Which of the books you have written is your favorite?
That’s like asking a mom which of her children is her favorite!  I suppose my favorite characters have been Hal Waterman, from Wedding Gamble and A Most Unconventional Match, and Tony Nelthorpe from Wicked Wager and the on-line read By Honor Bound.

What is your favorite recent Mills & Boon or Silhouette or MIRA title by another author?
That’s as difficult as picking a favorite from my own books!  Since I love all the authors from the historical line, I’ll just mention two authors I have followed for some years now, who have recent releases: Carla Kelly (Marrying the Captain) and Amanda McCabe (High Seas Stowaway).  For MIRA, I loved Deana Raybourne’s two historical mysteries, Silent in the Grave and Silent in the Sanctuary.

What are your five all-time favorite books (with authors)?
Gone With the Wind by Margaret Mitchell
One Good Turn by Carla Kelly
Rogue’s Wager by Loretta Chase
The Far Pavilions by M.M Kaye
Flowers from the Storm by Laura Kinsale

What one specific piece of advice would you give a would-be writer trying to kick-start a career?
Believe in your gift and be persistent.  The path to becoming and staying published is difficult, but if writing is all you really want to do, what makes you feel most fulfilled and happy, then keep at it, regardless of rejections and setbacks.


On Romance…

Describe the ultimate romantic meal.
A perfectly cooked steak and spicy salad served with fine wine by candlelight on a terrace overlooking the sea

What is your all-time favorite romantic movie?
The Colin Firth Pride and Prejudice

What is your all-time favorite romantic song or composition?
Beethoven’s Third Piano Concerto

What is the most romantic gesture or gift you have received?
When my husband and I were engaged and I would fly up to visit him, arriving after a long harried work week (he worked in Newport RI and I worked in Baltimore, MD) he would have flowers and candles and a glass of wine in the bathroom so I could take a long relaxing bubble bath while he cooked me my favorite dinner.

How do you keep the romance alive in your relationship?
Never take each other for granted.  Take time to remind your lover how special he is to you.  A naughty nightie or a few bedroom surprises never hurt to keep the spark alive either!

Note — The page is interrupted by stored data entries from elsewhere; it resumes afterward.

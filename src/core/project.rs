//! # Project Detection
//!
//! Classifies a directory as one of the supported app kinds and wraps it in a
//! [`Project`]. A directory that is not an app yields [`Project::Outside`], a
//! null object whose read-only methods return defaults.

use crate::constants::PROJECT_FILE;
use crate::models::{InfoGroup, InfoItem, ProjectMetadata};
use serde_json::Value;
use std::fmt;
use std::fs;
use std::path::{Path, PathBuf};
use thiserror::Error;

#[derive(Error, Debug)]
pub enum ProjectError {
    #[error("Filesystem Error: {0}")]
    Io(#[from] std::io::Error),
    #[error("Could not parse '{path}': {source}")]
    Parse {
        path: PathBuf,
        #[source]
        source: serde_json::Error,
    },
    #[error("This command must be run inside an Ionic project (no '{0}' found).")]
    OutsideProject(String),
}

#[derive(Debug, Clone, Copy, PartialEq, Eq, Hash)]
pub enum ProjectKind {
    Angular,
    IonicAngular,
    Ionic1,
    Custom,
}

impl ProjectKind {
    pub const ALL: [Self; 4] = [Self::Angular, Self::IonicAngular, Self::Ionic1, Self::Custom];

    /// The value stored in the `type` field of `ionic.config.json`.
    pub fn as_str(&self) -> &'static str {
        match self {
            Self::Angular => "angular",
            Self::IonicAngular => "ionic-angular",
            Self::Ionic1 => "ionic1",
            Self::Custom => "custom",
        }
    }

    pub fn parse(value: &str) -> Option<Self> {
        Self::ALL.into_iter().find(|kind| kind.as_str() == value.trim())
    }

    pub fn display_name(&self) -> &'static str {
        match self {
            Self::Angular => "Ionic Angular",
            Self::IonicAngular => "Ionic Angular (ionic-angular)",
            Self::Ionic1 => "Ionic 1",
            Self::Custom => "Custom",
        }
    }

    /// The npm package whose installed version identifies the framework.
    pub fn framework_package(&self) -> Option<&'static str> {
        match self {
            Self::Angular => Some("@ionic/angular"),
            Self::IonicAngular => Some("ionic-angular"),
            Self::Ionic1 | Self::Custom => None,
        }
    }
}

impl fmt::Display for ProjectKind {
    fn fmt(&self, f: &mut fmt::Formatter<'_>) -> fmt::Result {
        f.write_str(self.as_str())
    }
}

/// The app the CLI operates on.
#[derive(Debug, Clone, PartialEq, Eq)]
pub enum Project {
    Outside {
        file_name: String,
    },
    Typed {
        root: PathBuf,
        file_name: String,
        kind: ProjectKind,
    },
}

impl Project {
    pub fn outside() -> Self {
        Self::Outside {
            file_name: PROJECT_FILE.to_string(),
        }
    }

    pub fn is_outside(&self) -> bool {
        matches!(self, Self::Outside { .. })
    }

    pub fn kind(&self) -> Option<ProjectKind> {
        match self {
            Self::Outside { .. } => None,
            Self::Typed { kind, .. } => Some(*kind),
        }
    }

    pub fn root(&self) -> Option<&Path> {
        match self {
            Self::Outside { .. } => None,
            Self::Typed { root, .. } => Some(root),
        }
    }

    pub fn file_name(&self) -> &str {
        match self {
            Self::Outside { file_name } | Self::Typed { file_name, .. } => file_name,
        }
    }

    pub fn file_path(&self) -> Option<PathBuf> {
        self.root().map(|root| root.join(self.file_name()))
    }

    /// Reads the project file. Outside a project this is the default metadata.
    pub fn load(&self) -> Result<ProjectMetadata, ProjectError> {
        let Some(path) = self.file_path() else {
            return Ok(ProjectMetadata::default());
        };
        let content = fs::read_to_string(&path)?;
        serde_json::from_str(&content).map_err(|e| ProjectError::Parse { path, source: e })
    }

    /// The root and kind of a real project; an error outside one.
    pub fn require(&self) -> Result<(&Path, ProjectKind), ProjectError> {
        match self {
            Self::Typed { root, kind, .. } => Ok((root, *kind)),
            Self::Outside { file_name } => Err(ProjectError::OutsideProject(file_name.clone())),
        }
    }

    /// Project entries for `ionic info`. Empty outside a project.
    pub fn get_info(&self) -> Vec<InfoItem> {
        let Self::Typed { root, kind, .. } = self else {
            return Vec::new();
        };

        let mut info = vec![InfoItem::new(InfoGroup::Project, "type", kind.display_name())];

        match self.load() {
            Ok(meta) if !meta.name.is_empty() => {
                info.push(InfoItem::new(InfoGroup::Project, "name", meta.name));
            }
            Ok(_) => {}
            Err(e) => log::debug!("Could not read project file for info: {}", e),
        }

        if let Some(package) = kind.framework_package() {
            let package_dir = root.join("node_modules").join(package);
            let version = read_package_version(&package_dir)
                .unwrap_or_else(|| "not installed".to_string());
            info.push(
                InfoItem::new(InfoGroup::Project, package, version)
                    .with_path(package_dir.display().to_string()),
            );
        }
        info
    }
}

/// Classifies `dir` by its marker files, most specific signature first:
///
/// 1. an explicit `type` in `ionic.config.json`;
/// 2. a framework dependency in `package.json`;
/// 3. Ionic 1 layout (`bower.json` or `www/lib/ionic`) next to an `ionic.config.json`.
pub fn determine_type(dir: &Path) -> Option<ProjectKind> {
    let project_file = dir.join(PROJECT_FILE);

    if let Some(declared) = read_json(&project_file)
        .as_ref()
        .and_then(|json| json.get("type"))
        .and_then(Value::as_str)
    {
        match ProjectKind::parse(declared) {
            Some(kind) => return Some(kind),
            None => log::warn!("Unknown project type '{}' in {}", declared, project_file.display()),
        }
    }

    if let Some(package) = read_json(&dir.join("package.json")) {
        if has_dependency(&package, "@ionic/angular") {
            return Some(ProjectKind::Angular);
        }
        if has_dependency(&package, "ionic-angular") {
            return Some(ProjectKind::IonicAngular);
        }
    }

    if project_file.is_file()
        && (dir.join("bower.json").is_file() || dir.join("www").join("lib").join("ionic").is_dir())
    {
        return Some(ProjectKind::Ionic1);
    }

    None
}

/// Builds the project handle for an already-classified directory. Does not
/// touch the filesystem.
pub fn create_from_project_type(dir: &Path, file_name: &str, kind: ProjectKind) -> Project {
    Project::Typed {
        root: dir.to_path_buf(),
        file_name: file_name.to_string(),
        kind,
    }
}

/// Resolves the project for an optional base directory found during bootstrap.
pub fn get_project(project_dir: Option<&Path>) -> Project {
    let Some(dir) = project_dir else {
        return Project::outside();
    };

    match determine_type(dir) {
        Some(kind) => create_from_project_type(dir, PROJECT_FILE, kind),
        None => {
            log::debug!("Could not determine project type for '{}'.", dir.display());
            Project::outside()
        }
    }
}

fn read_json(path: &Path) -> Option<Value> {
    let content = fs::read_to_string(path).ok()?;
    match serde_json::from_str(&content) {
        Ok(json) => Some(json),
        Err(e) => {
            log::debug!("Ignoring malformed '{}': {}", path.display(), e);
            None
        }
    }
}

fn has_dependency(package: &Value, name: &str) -> bool {
    ["dependencies", "devDependencies"]
        .iter()
        .any(|section| package.get(*section).and_then(|deps| deps.get(name)).is_some())
}

fn read_package_version(package_dir: &Path) -> Option<String> {
    read_json(&package_dir.join("package.json"))?
        .get("version")
        .and_then(Value::as_str)
        .map(str::to_string)
}
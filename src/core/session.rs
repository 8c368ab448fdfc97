//! # Session
//!
//! Login state bound to the [`ConfigStore`], an [`ApiClient`] and the active
//! [`Project`]. Nothing is cached here: every query re-reads the config
//! document, so the store is always the source of truth.

use crate::core::config_store::{ConfigError, ConfigStore};
use crate::core::project::Project;
use async_trait::async_trait;
use serde::Deserialize;
use std::fmt;
use std::sync::Arc;
use thiserror::Error;

#[derive(Error, Debug)]
pub enum AuthError {
    #[error("Incorrect email or password.")]
    InvalidCredentials,
    #[error("You are not logged in.")]
    NotLoggedIn,
    #[error("Authentication request failed: {0}")]
    Request(String),
    #[error("Unexpected response from the API: {0}")]
    Response(String),
    #[error("Could not persist session: {0}")]
    Persist(#[from] ConfigError),
}

#[derive(Clone, PartialEq, Eq)]
pub struct Credentials {
    pub email: String,
    pub password: String,
}

impl fmt::Debug for Credentials {
    fn fmt(&self, f: &mut fmt::Formatter<'_>) -> fmt::Result {
        f.debug_struct("Credentials")
            .field("email", &self.email)
            .field("password", &"<redacted>")
            .finish()
    }
}

/// What the API returns for a successful login.
#[derive(Debug, Clone, PartialEq, Eq)]
pub struct AuthGrant {
    pub token: String,
    pub user_id: String,
    pub email: String,
}

#[derive(Debug, Clone, PartialEq, Eq)]
pub struct Session {
    pub user_id: Option<String>,
    pub email: Option<String>,
    pub token: String,
}

/// Exchanges credentials for a token.
#[async_trait]
pub trait ApiClient: Send + Sync + fmt::Debug {
    async fn authenticate(
        &self,
        api_url: &str,
        credentials: &Credentials,
    ) -> Result<AuthGrant, AuthError>;
}

/// `POST <api>/login` over HTTPS.
#[derive(Debug, Clone, Default)]
pub struct HttpApiClient {
    http: reqwest::Client,
}

impl HttpApiClient {
    pub fn new() -> Self {
        Self::default()
    }
}

#[derive(Deserialize)]
struct LoginResponse {
    data: LoginData,
}

#[derive(Deserialize)]
struct LoginData {
    token: String,
    user: LoginUser,
}

#[derive(Deserialize)]
struct LoginUser {
    id: serde_json::Value,
    email: String,
}

#[async_trait]
impl ApiClient for HttpApiClient {
    async fn authenticate(
        &self,
        api_url: &str,
        credentials: &Credentials,
    ) -> Result<AuthGrant, AuthError> {
        let url = format!("{}/login", api_url.trim_end_matches('/'));
        let response = self
            .http
            .post(&url)
            .json(&serde_json::json!({
                "email": credentials.email,
                "password": credentials.password,
                "source": "cli",
            }))
            .send()
            .await
            .map_err(|e| AuthError::Request(e.to_string()))?;

        let status = response.status();
        if status == reqwest::StatusCode::UNAUTHORIZED || status == reqwest::StatusCode::FORBIDDEN {
            return Err(AuthError::InvalidCredentials);
        }
        if !status.is_success() {
            return Err(AuthError::Request(format!("{} returned {}", url, status)));
        }

        let body: LoginResponse = response
            .json()
            .await
            .map_err(|e| AuthError::Response(e.to_string()))?;

        let user_id = match body.data.user.id {
            serde_json::Value::String(id) => id,
            other => other.to_string(),
        };
        Ok(AuthGrant {
            token: body.data.token,
            user_id,
            email: body.data.user.email,
        })
    }
}

#[derive(Debug)]
pub struct SessionManager {
    config: Arc<ConfigStore>,
    client: Box<dyn ApiClient>,
    project: Arc<Project>,
}

impl SessionManager {
    pub fn new(config: Arc<ConfigStore>, client: Box<dyn ApiClient>, project: Arc<Project>) -> Self {
        Self {
            config,
            client,
            project,
        }
    }

    pub fn is_logged_in(&self) -> bool {
        self.config
            .document()
            .tokens
            .user
            .is_some_and(|token| !token.is_empty())
    }

    /// The current session as recorded in the config document.
    pub fn current(&self) -> Result<Session, AuthError> {
        let doc = self.config.document();
        match doc.tokens.user {
            Some(token) if !token.is_empty() => Ok(Session {
                user_id: doc.user.id,
                email: doc.user.email,
                token,
            }),
            _ => Err(AuthError::NotLoggedIn),
        }
    }

    /// Authenticates and persists the token and user to the config document.
    pub async fn login(&self, credentials: &Credentials) -> Result<Session, AuthError> {
        let api_url = self.config.document().api_url().to_string();
        let grant = self.client.authenticate(&api_url, credentials).await?;

        self.config.update(|doc| {
            doc.tokens.user = Some(grant.token.clone());
            doc.user.id = Some(grant.user_id.clone());
            doc.user.email = Some(grant.email.clone());
        });
        self.config.save()?;
        log::debug!("Logged in as {}", grant.email);

        Ok(Session {
            user_id: Some(grant.user_id),
            email: Some(grant.email),
            token: grant.token,
        })
    }

    /// Clears the persisted token and user.
    pub fn logout(&self) -> Result<(), AuthError> {
        self.config.update(|doc| {
            doc.tokens.user = None;
            doc.user.id = None;
            doc.user.email = None;
        });
        self.config.save()?;
        Ok(())
    }

    /// The hosted app the active project is linked to, if any.
    pub fn linked_app_id(&self) -> Option<String> {
        match self.project.load() {
            Ok(meta) => meta.pro_id,
            Err(e) => {
                log::debug!("Could not read project for linked app: {}", e);
                None
            }
        }
    }
}

#[cfg(test)]
pub(crate) mod tests {
    use super::*;
    use crate::constants::CONFIG_FILE;
    use std::fs;
    use tempfile::tempdir;

    /// Accepts exactly one password.
    #[derive(Debug)]
    pub(crate) struct FakeApiClient {
        pub(crate) password: String,
    }

    #[async_trait]
    impl ApiClient for FakeApiClient {
        async fn authenticate(
            &self,
            _api_url: &str,
            credentials: &Credentials,
        ) -> Result<AuthGrant, AuthError> {
            if credentials.password != self.password {
                return Err(AuthError::InvalidCredentials);
            }
            Ok(AuthGrant {
                token: "token-123".to_string(),
                user_id: "42".to_string(),
                email: credentials.email.clone(),
            })
        }
    }

    fn manager(dir: &std::path::Path) -> (Arc<ConfigStore>, SessionManager) {
        let config = Arc::new(ConfigStore::new(dir, CONFIG_FILE));
        config.load().unwrap();
        let session = SessionManager::new(
            config.clone(),
            Box::new(FakeApiClient {
                password: "hunter2".to_string(),
            }),
            Arc::new(Project::outside()),
        );
        (config, session)
    }

    fn credentials(password: &str) -> Credentials {
        Credentials {
            email: "dev@example.com".to_string(),
            password: password.to_string(),
        }
    }

    #[tokio::test]
    async fn test_login_persists_token() {
        let dir = tempdir().unwrap();
        let (_config, session) = manager(dir.path());
        assert!(!session.is_logged_in());

        let s = session.login(&credentials("hunter2")).await.unwrap();
        assert_eq!(s.token, "token-123");
        assert!(session.is_logged_in());

        // A fresh store sees the same truth.
        let reopened = ConfigStore::new(dir.path(), CONFIG_FILE);
        let doc = reopened.load().unwrap();
        assert_eq!(doc.tokens.user.as_deref(), Some("token-123"));
        assert_eq!(doc.user.email.as_deref(), Some("dev@example.com"));
    }

    #[tokio::test]
    async fn test_login_failure_is_auth_error() {
        let dir = tempdir().unwrap();
        let (_config, session) = manager(dir.path());

        let err = session.login(&credentials("wrong")).await.unwrap_err();
        assert!(matches!(err, AuthError::InvalidCredentials));
        assert!(!session.is_logged_in());
        assert!(!dir.path().join(CONFIG_FILE).exists());
    }

    #[tokio::test]
    async fn test_logout_clears_tokens() {
        let dir = tempdir().unwrap();
        let (config, session) = manager(dir.path());
        session.login(&credentials("hunter2")).await.unwrap();

        session.logout().unwrap();
        assert!(!session.is_logged_in());
        assert!(matches!(session.current(), Err(AuthError::NotLoggedIn)));
        assert_eq!(config.document().user.email, None);

        let on_disk = fs::read_to_string(dir.path().join(CONFIG_FILE)).unwrap();
        assert!(!on_disk.contains("token-123"));
    }

    #[test]
    fn test_state_is_derived_from_config() {
        let dir = tempdir().unwrap();
        let (config, session) = manager(dir.path());
        config.update(|doc| doc.tokens.user = Some("external".to_string()));
        assert!(session.is_logged_in());
        assert_eq!(session.current().unwrap().token, "external");
    }

    #[test]
    fn test_linked_app_id_reads_project_file() {
        let app = tempdir().unwrap();
        let cfg = tempdir().unwrap();
        fs::write(
            app.path().join(crate::constants::PROJECT_FILE),
            r#"{"name":"MyApp","type":"custom","pro_id":"abc123"}"#,
        )
        .unwrap();

        let config = Arc::new(ConfigStore::new(cfg.path(), CONFIG_FILE));
        let linked = |project: Project| {
            SessionManager::new(
                config.clone(),
                Box::new(FakeApiClient {
                    password: String::new(),
                }),
                Arc::new(project),
            )
            .linked_app_id()
        };

        let project = crate::core::project::get_project(Some(app.path()));
        assert_eq!(linked(project), Some("abc123".to_string()));
        assert_eq!(linked(Project::outside()), None);
    }

    #[test]
    fn test_credentials_debug_redacts_password() {
        let rendered = format!("{:?}", credentials("hunter2"));
        assert!(!rendered.contains("hunter2"));
    }
}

What tip would you give your readers to make their lives more romantic?
Romance, like sensual excitement, is mostly in the mind.  If you want your life to be romantic, think romance!  Be alert for opportunities to make a romantic gesture; plan romantic evenings or getaways; pick up small gifts to give at unexpected moments. 

Where is the most romantic place you’ve ever traveled?
Italy.  Lovers strolling hand in hand, wonderful wine, romantic arias sung by amateur virtuosos in courtyard and restaurants, flowers, mild weather, the coastal views off Amalfi and Naples, the soft lap of water along a Venetian canal by torchlight…


All About me…

Besides writing, what other talent would you most like to have?
I would love to be a virtuoso pianist so I could play all the Beethoven concertos!

Who is someone you admire and why?
My mom, who worked, raised three children and taught me a girl can do anything.

Do you have a good luck charm or superstition?
I have a coffee cup decorated with a sketch of a stack of 3 books that I bought when I got my first three-book contract.  I use it exclusively when I’m writing at home!

Share one of your favorite indulgences with us.
Dutch chocolate ice cream and strong coffee with a good book!

What quality do you most admire in a man?
Honor, which encompasses loyalty, fidelity, and doing what is right regardless of personal gain or preference.

What is the one thing you've always wanted to do, but never had the courage to try? 
I’d love to sky-dive, but I’m afraid of heights!

If you weren’t a writer, what would you be?
A librarian, a bookstore owner or a gardener.

What quote or personal saying do you live by?  Who said it? 
Do as much good as you can to as many people as you can in as many ways as you can for as long as you can, said by Charles Wesley, founder of the Methodist movement.